Or put in another way, does the establishment of a Power BI table relationship have a SQL equivalent? Perhaps like the following:
CREATE TABLE Persons (
ID int NOT NULL,
LastName varchar(255) NOT NULL,
FirstName varchar(255),
Age int,
PRIMARY KEY (ID)
);
I'm sorry If I'm rambling a bit here, but I'm just very confused. And googling has so far only added to the confusion. So thank you for any insights!
Your statement "But you can still subset one table by making selections in the other just like before" is not correct. This is a key issue here.
Relations enable propagation of filter context in Power BI. That's a very loaded phrase, and you will have to learn what it means if you plan to use Power BI. It's the most important concept to understand.
To see what I mean, you will need to write DAX measures and try to manipulate them using your tables. You will immediately see the difference when you have or don't have relations.
How the whole system works (simplified):
PowerBI contains a language called "DAX". You will create measures in DAX, and PowerBI will then translate them into its internal language called xmSQL, which is a special flavor of SQL. In xmSQL, regular connection is translated into LEFT OUTER JOIN, like this:
SELECT SUM(Sales.Amount)
FROM Sales
LEFT OUTER JOIN Customer
ON Sales.Customer_Key = Customer.Customer_Key
By-directional relations are a bit more complex, but conceptually similar.
Overall, when you create relations between tables, you are telling PowerBI engine how to join the tables. The engine then also adds some optimizations to speed up the queries.
Every time you execute a DAX measure, click a slicer or a visual, PowerBI generates multiple xmSQL statements in the background, executes them, and then renders their results as visuals. You can see these SQL queries with some tools such as DAX Studio.
Note that it's not strictly necessary to establish relations between tables in PowerBI. You can imitate the same behavior using DAX (programmatically), but such "virtual" relations are more complex and can be substantially slower.
In the RM (relational model) & ERM (entity-relationship model) tables represent relation(ship)s/association. Hence, relational in "RM" & relationship in "ERM".
FKs (foreign keys) get erroneously called "relationships" in pseudo-ERM methods. A SQL FK constraint says subrows appear elsewhere as PK (primary key) or UNIQUE. A DBMS uses them to disallow invalid updates & to optimize queries.
Power BI "relationships" are not FKs. They are instructions on how to build queries.
When there is a FK we do often want to join on it.

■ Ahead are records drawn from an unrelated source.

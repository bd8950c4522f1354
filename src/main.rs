use clap::Parser;

mod app_context;
mod cli;
mod geo;
mod health;
mod http;
mod locations;
mod logging;
mod nominatim;
mod scoring;
mod storage;

#[tokio::main]
async fn main() {
    let args = cli::Args::parse();
    logging::init();
    let app_context = app_context::init(&args);
    let router = http::router::new(&args, app_context);
    let listener = tokio::net::TcpListener::bind(args.listen_address)
        .await
        .expect("Failed to bind the listen address.");
    tracing::info!(listen_address = %args.listen_address, "Serving.");
    axum::serve(listener, router)
        .await
        .expect("Failed to run the HTTP server.");
}
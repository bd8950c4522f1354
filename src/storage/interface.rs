use crate::scoring::models::ScoreRecord;

pub trait IScoreStorage: ScoreRepo {}

pub trait ScoreRepo {
    async fn save(&self, record: ScoreRecord);

    async fn get(&self, session_id: &str) -> Option<ScoreRecord>;

    async fn count(&self) -> usize;
}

So we often want a Power BI relationship when there is a FK.
Create and manage relationships in Power BI Desktop
(See also its Download PDF link for Developer.)
PS We do not need constraints to hold or be declared or be known to query. The constraints (Including PKs, FKs, UNIQUE & cardinalities) are determined by the table meanings--(characteristic) predicates--& what business situations can arise. If constraints hold then we just sometimes get fewer rows than otherwise & some query pairs always return the same results when otherwise they wouldn't.
Foreign keys are not needed to join tables!
Is there any rule of thumb to construct SQL query from a human-readable description?
PS Cross join is inner join with a TRUE condition (or no condition in some DBMSs), period. Whether there is a "relationship" aka FK is irrelevant. If the condition is FK=PK or anything else other than TRUE then it's not a cross join; otherwise it is a cross join whether or not there is a FK between the tables. It's just that we frequently want PK=FK in a condition & tools can & do use the presence of a FK towards a default condition.
CROSS JOIN vs INNER JOIN in SQL Server 2008
You asked "What is happening under the hood?"
The simple answer is "Statements about relationships."
Many well meaning people draw ER diagrams and seem to either forget or be unaware of the fact that their ER diagrams are really "pictures of statements in language."
The problem is ambiguity.
Many well meaning people jump straight to ER diagrams without also expressing the logical statements on which their ER diagrams are based. In effect, this means that the person who draws the ER diagram seems to expect that the "reader" of the ER diagram will be able reconstruct the statements from which the ER diagram was drawn.
Here is an example to illustrate what I mean. My purpose is to show the linguistic basis of the "under the covers" relationship between Students and their Addresses.
So, what's under the covers is language!
A simple diagram
The statements from which the diagram is derived.
A more complex diagram
The statements from which the diagram is derived.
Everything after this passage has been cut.